The week ahead does not offer a busy schedule, but the planned events we do get have the potential to move markets.
Here are the key events of the week and how influential they might be over mortgage rates:
- Housing Starts(medium impact). Since many believe that until housing picks up, our economy will continue to struggle which makes tracking home sales data of more importance today than in past times.
- Producer Price Index(medium impact) This data gives us a reading of inflation on the producer level. During periods of higher unemployment, producers find it difficult to pass along higher prices to the end consumer which makes this data of less importance than consumer inflation data.
- Mortgage Bankers Association’s (MBA) Application Index (low impact)
- MBA Q1 2010 Delinquency Report. (medium impact)
- Consumer Price Index(high impact) This data gives us a reading on inflation at the consumer level.
- Federal Open Market Committee releases the minutes from the last FOMC meeting (medium to high impact)
- Jobless Claims(medium impact)
- Leading Indicators(low impact)
- Philadelphia Fed survey(medium impact) This data gives us a measure of the strength of manufacturing in the Philadelphia region.
- Announcement of the size of next week’s debt offering of 2 year, 5 year and 7 year treasury notes.
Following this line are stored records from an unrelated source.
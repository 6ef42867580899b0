//! Recurring booking series expansion.
//!
//! Turns a repeat-pattern description (start date, frequency, end condition,
//! skip dates) into the ordered list of concrete appointment dates. Runs on
//! every form edit, so it never errors: bad input degrades to an empty series.

use std::collections::BTreeSet;
use std::fmt;
use std::str::FromStr;

use chrono::{Duration, Months, NaiveDate};
use serde::{Deserialize, Serialize};

use crate::error::GlowbookError;

/// Occurrence count used when the client does not pick one.
pub const DEFAULT_OCCURRENCES: u32 = 12;

/// Upper bound on the occurrence cap a client may request.
pub const MAX_OCCURRENCES: u32 = 52;

/// Hard ceiling on slots considered in a single expansion. Bounds the
/// end-date path against far-future dates during live recomputation.
const MAX_SLOTS: u32 = 365;

/// How often the series repeats.
#[derive(Debug, Clone, Copy, PartialEq, Eq, Serialize, Deserialize)]
#[serde(rename_all = "lowercase")]
pub enum Frequency {
    Weekly,
    Biweekly,
    Monthly,
}

impl Frequency {
    pub fn as_str(&self) -> &'static str {
        match self {
            Frequency::Weekly => "weekly",
            Frequency::Biweekly => "biweekly",
            Frequency::Monthly => "monthly",
        }
    }
}

impl fmt::Display for Frequency {
    fn fmt(&self, f: &mut fmt::Formatter<'_>) -> fmt::Result {
        f.write_str(self.as_str())
    }
}

impl FromStr for Frequency {
    type Err = GlowbookError;

    fn from_str(s: &str) -> Result<Self, Self::Err> {
        match s.to_ascii_lowercase().as_str() {
            "weekly" => Ok(Frequency::Weekly),
            "biweekly" => Ok(Frequency::Biweekly),
            "monthly" => Ok(Frequency::Monthly),
            other => Err(GlowbookError::Validation(format!(
                "Unknown frequency '{other}'. Expected weekly, biweekly or monthly"
            ))),
        }
    }
}

fn default_occurrences() -> u32 {
    DEFAULT_OCCURRENCES
}

/// Parameters for a recurring booking series, built fresh from form state
/// on every edit.
#[derive(Debug, Clone, Serialize, Deserialize)]
pub struct RecurrenceRequest {
    pub start_date: NaiveDate,
    pub frequency: Frequency,

    /// Occurrence cap. Counts attempted slots, including skipped ones.
    #[serde(default = "default_occurrences")]
    pub occurrences: u32,

    /// When set, governs termination instead of the occurrence cap.
    #[serde(default, skip_serializing_if = "Option::is_none")]
    pub end_date: Option<NaiveDate>,

    /// Calendar days excluded from the series (matched by day, not time).
    #[serde(default, skip_serializing_if = "BTreeSet::is_empty")]
    pub skip_dates: BTreeSet<NaiveDate>,

    /// Opaque time-of-day label, carried through unchanged.
    #[serde(default, skip_serializing_if = "String::is_empty")]
    pub time_slot: String,
}

impl RecurrenceRequest {
    pub fn new(start_date: NaiveDate, frequency: Frequency) -> Self {
        RecurrenceRequest {
            start_date,
            frequency,
            occurrences: DEFAULT_OCCURRENCES,
            end_date: None,
            skip_dates: BTreeSet::new(),
            time_slot: String::new(),
        }
    }

    /// Submission-time validation. The expander itself stays lenient; this
    /// is what the server and CLI check before accepting a request.
    pub fn validate(&self, today: NaiveDate) -> Result<(), GlowbookError> {
        if self.start_date < today {
            return Err(GlowbookError::Validation(format!(
                "Start date {} is in the past",
                self.start_date
            )));
        }
        if self.end_date.is_none() && !(1..=MAX_OCCURRENCES).contains(&self.occurrences) {
            return Err(GlowbookError::Validation(format!(
                "Occurrence count must be between 1 and {MAX_OCCURRENCES}"
            )));
        }
        if let Some(end) = self.end_date {
            if end <= self.start_date {
                return Err(GlowbookError::Validation(format!(
                    "End date {} is not after start date {}",
                    end, self.start_date
                )));
            }
        }
        Ok(())
    }
}

/// The expanded series. Ephemeral: recomputed on every parameter change and
/// replaced wholesale, never persisted as a unit.
#[derive(Debug, Clone, Default, PartialEq, Serialize, Deserialize)]
pub struct GeneratedSeries {
    /// Strictly increasing, skip dates removed, bounded by the end condition.
    pub dates: Vec<NaiveDate>,
}

impl GeneratedSeries {
    pub fn len(&self) -> usize {
        self.dates.len()
    }

    pub fn is_empty(&self) -> bool {
        self.dates.is_empty()
    }
}

/// Expand a recurrence request into concrete appointment dates.
///
/// Slot n is computed from the start date (start + n weeks / fortnights /
/// calendar months), so monthly series stay anchored to the start's
/// day-of-month and clamp to the end of shorter months (Jan 31 -> Feb 28).
///
/// A skip date consumes its slot: the cap counts attempted occurrences, and
/// the series is not extended to compensate.
pub fn expand(request: &RecurrenceRequest) -> GeneratedSeries {
    let slots = match request.end_date {
        Some(_) => MAX_SLOTS,
        None => request.occurrences.min(MAX_OCCURRENCES),
    };

    let mut dates = Vec::new();

    for slot in 0..slots {
        let Some(date) = nth_occurrence(request.start_date, request.frequency, slot) else {
            break;
        };

        if let Some(end) = request.end_date {
            if date > end {
                break;
            }
        }

        if !request.skip_dates.contains(&date) {
            dates.push(date);
        }
    }

    GeneratedSeries { dates }
}

/// Date of the nth slot (0-based), or None past chrono's date range.
fn nth_occurrence(start: NaiveDate, frequency: Frequency, n: u32) -> Option<NaiveDate> {
    match frequency {
        Frequency::Weekly => start.checked_add_signed(Duration::weeks(n as i64)),
        Frequency::Biweekly => start.checked_add_signed(Duration::weeks(2 * n as i64)),
        Frequency::Monthly => start.checked_add_months(Months::new(n)),
    }
}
The Department of Treasury is expected to offer $43billion of 2 year notes, $41billion of 5 year notes and $32billion of 7 year notes.
- No data
Reports from fellow mortgage professionals indicate lender rate sheets to be marginally better today. The par 30 year conventional mortgage rate is in the 4.75% to 5.00% range for well qualified consumers. More or less mortgage rates are unchanged from Friday, but more lenders have moved into the lower side of that range today. We even have a couple lenders offering 4.625% as par! Again. Only the most well-qualified borrowers have access to funds at these rates. To secure a par interest rate on a conventional mortgage you must have a FICO credit score of 740 or higher, a loan to value at 80% or less and pay all closing costs including an estimated one point loan origination/discount/broker fee.
I advised locking all last week and continue to do so today. What is the opinion of fellow professionals who read the blog? Do you feel mortgage rates have room to improve or do you advising locking at current market?